§ **Exercise prompt**: The data that follows should be copied out exactly.
==========
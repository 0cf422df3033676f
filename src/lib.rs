//! Discord quest board: quest lifecycle, eligibility rules, points ledger and onboarding.
//!
//! The services under `server::service` are the entry points for interaction handlers;
//! `server::bot` wires the gateway membership events to them.

pub mod server;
==========
§ **Solution to the exercise**:
repository 0cf422df3033676f
filename src/lib.rs
//! Discord quest board: quest lifecycle, eligibility rules, points ledger and onboarding.
//!
//! The services under `server::service` are the entry points for interaction handlers;
//! `server::bot` wires the gateway membership events to them.

pub mod server;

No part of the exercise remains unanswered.